Aim of the task: Go to the line holding "others, newest first." in the entries below and write out exactly every line down to and including the line holding "let records = self.store.list().await?;".

Listed records:
::::::::
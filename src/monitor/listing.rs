//! Overview listing: bookmarked and other experiments, newest first

use serde::Serialize;
use tracing::debug;

use super::Monitor;
use crate::experiment::{ExperimentId, ExperimentRecord, ExperimentStore, SuccessClass};
use crate::Result;

/// One row of the overview table.
#[derive(Debug, Clone, PartialEq, Serialize)]
pub struct ExperimentSummary {
    /// Experiment id.
    pub id: ExperimentId,
    /// Environment name.
    pub env: String,
    /// Configuration variant.
    pub config_name: String,
    /// Recorded start date.
    pub date: String,
    /// Host the run was started on.
    pub host: String,
    /// Completed iterations, `None` while the progress file is unreadable.
    pub iterations: Option<u64>,
    /// `iterations` formatted for display, `?` when unknown.
    pub iterations_display: String,
    /// Best observed reward.
    pub max_reward: Option<f64>,
    /// `max_reward` formatted for display, `-` for empty runs.
    pub max_reward_display: String,
    /// Bookmark flag.
    pub bookmark: bool,
    /// Upstream success classification.
    pub success: SuccessClass,
    /// Row highlight class derived from `success`.
    pub row_class: &'static str,
}

impl From<&ExperimentRecord> for ExperimentSummary {
    fn from(record: &ExperimentRecord) -> Self {
        Self {
            id: record.id(),
            env: record.env().to_string(),
            config_name: record.config_name().to_string(),
            date: record.date().to_string(),
            host: record.host().to_string(),
            iterations: record.iterations(),
            iterations_display: format_iterations(record.iterations()),
            max_reward: record.max_reward(),
            max_reward_display: format_reward(record.max_reward()),
            bookmark: record.bookmark(),
            success: record.success(),
            row_class: record.success().row_class(),
        }
    }
}

/// Display form of a reward: two decimals, or `-` when there is none.
#[must_use]
pub fn format_reward(reward: Option<f64>) -> String {
    reward.map_or_else(|| "-".to_string(), |r| format!("{r:.2}"))
}

/// Display form of an iteration count: the number, or `?` when unknown.
#[must_use]
pub fn format_iterations(iterations: Option<u64>) -> String {
    iterations.map_or_else(|| "?".to_string(), |n| n.to_string())
}

/// Which environment's experiments to show.
#[derive(Debug, Clone, Default, PartialEq, Eq)]
pub enum EnvironmentFilter {
    /// Show every experiment.
    #[default]
    All,
    /// Show only experiments run on this environment.
    Named(String),
}

impl EnvironmentFilter {
    /// Filter from an optional environment name; `None` shows all.
    #[must_use]
    pub fn from_option(env: Option<String>) -> Self {
        env.map_or(Self::All, Self::Named)
    }

    /// Whether a row with environment `env` is shown.
    #[must_use]
    pub fn matches(&self, env: &str) -> bool {
        match self {
            Self::All => true,
            Self::Named(name) => name == env,
        }
    }
}

/// The overview page model.
#[derive(Debug, Clone, Default, PartialEq, Serialize)]
pub struct Overview {
    /// Bookmarked experiments, id descending.
    pub bookmarked: Vec<ExperimentSummary>,
    /// All other experiments, id descending.
    pub others: Vec<ExperimentSummary>,
    /// Distinct environment names, descending, for the filter dropdown.
    pub environments: Vec<String>,
}

impl Overview {
    /// Partition and sort a registry snapshot.
    #[must_use]
    pub fn from_records(records: &[ExperimentRecord]) -> Self {
        let (mut bookmarked, mut others): (Vec<_>, Vec<_>) = records
            .iter()
            .map(ExperimentSummary::from)
            .partition(|summary| summary.bookmark);
        bookmarked.sort_by(|a, b| b.id.cmp(&a.id));
        others.sort_by(|a, b| b.id.cmp(&a.id));

        let mut environments: Vec<String> = records.iter().map(|r| r.env().to_string()).collect();
        environments.sort_by(|a, b| b.cmp(a));
        environments.dedup();

        Self {
            bookmarked,
            others,
            environments,
        }
    }

    /// Total number of experiments in both partitions.
    #[must_use]
    pub fn len(&self) -> usize {
        self.bookmarked.len() + self.others.len()
    }

    /// Whether there are no experiments at all.
    #[must_use]
    pub fn is_empty(&self) -> bool {
        self.bookmarked.is_empty() && self.others.is_empty()
    }

    /// Copy of the overview with non-matching rows hidden.
    ///
    /// The environment list is kept whole so the filter can be changed again.
    #[must_use]
    pub fn filtered(&self, filter: &EnvironmentFilter) -> Self {
        let keep = |rows: &[ExperimentSummary]| -> Vec<ExperimentSummary> {
            rows.iter()
                .filter(|row| filter.matches(&row.env))
                .cloned()
                .collect()
        };
        Self {
            bookmarked: keep(&self.bookmarked),
            others: keep(&self.others),
            environments: self.environments.clone(),
        }
    }
}

impl<S: ExperimentStore> Monitor<S> {
    /// All experiments split into bookmarked and others, newest first.
    ///
    /// # Errors
    ///
    /// Propagates store failures.
    pub async fn list_experiments(&self) -> Result<Overview> {
        let records = self.store.list().await?;
        let overview = Overview::from_records(&records);
        debug!(
            bookmarked = overview.bookmarked.len(),
            others = overview.others.len(),
            "listed experiments"
        );
        Ok(overview)
    }
}
//! Handlebars pages
//!
//! Templates are compiled into the binary and registered once at startup.

use handlebars::Handlebars;
use serde_json::json;

use crate::monitor::{ExperimentView, Overview};
use crate::Result;

const HEADER: &str = include_str!("../../templates/header.hbs");
const FOOTER: &str = include_str!("../../templates/footer.hbs");
const INDEX: &str = include_str!("../../templates/index.hbs");
const EXPERIMENT: &str = include_str!("../../templates/experiment.hbs");

/// Registered page templates.
pub struct Pages {
    registry: Handlebars<'static>,
}

impl Pages {
    /// Compile and register every page template.
    ///
    /// # Errors
    ///
    /// Returns [`crate::Error::Template`] if a template does not parse.
    pub fn new() -> Result<Self> {
        let mut registry = Handlebars::new();
        registry.set_strict_mode(false);
        registry.register_partial("header", HEADER)?;
        registry.register_partial("footer", FOOTER)?;
        registry.register_template_string("index", INDEX)?;
        registry.register_template_string("experiment", EXPERIMENT)?;
        Ok(Self { registry })
    }

    /// Render the overview page.
    ///
    /// # Errors
    ///
    /// Returns [`crate::Error::Template`] on render failure.
    pub fn overview(&self, overview: &Overview) -> Result<String> {
        let context = json!({
            "title": "Experiments",
            "overview": overview,
        });
        Ok(self.registry.render("index", &context)?)
    }

    /// Render one experiment's detail page.
    ///
    /// # Errors
    ///
    /// Returns [`crate::Error::Template`] on render failure.
    pub fn experiment(&self, view: &ExperimentView) -> Result<String> {
        let context = json!({
            "title": format!("Experiment {}", view.current_id),
            "info": view,
        });
        Ok(self.registry.render("experiment", &context)?)
    }
}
::::::::
Exercise response:
    /// All experiments split into bookmarked and others, newest first.
    ///
    /// # Errors
    ///
    /// Propagates store failures.
    pub async fn list_experiments(&self) -> Result<Overview> {
        let records = self.store.list().await?;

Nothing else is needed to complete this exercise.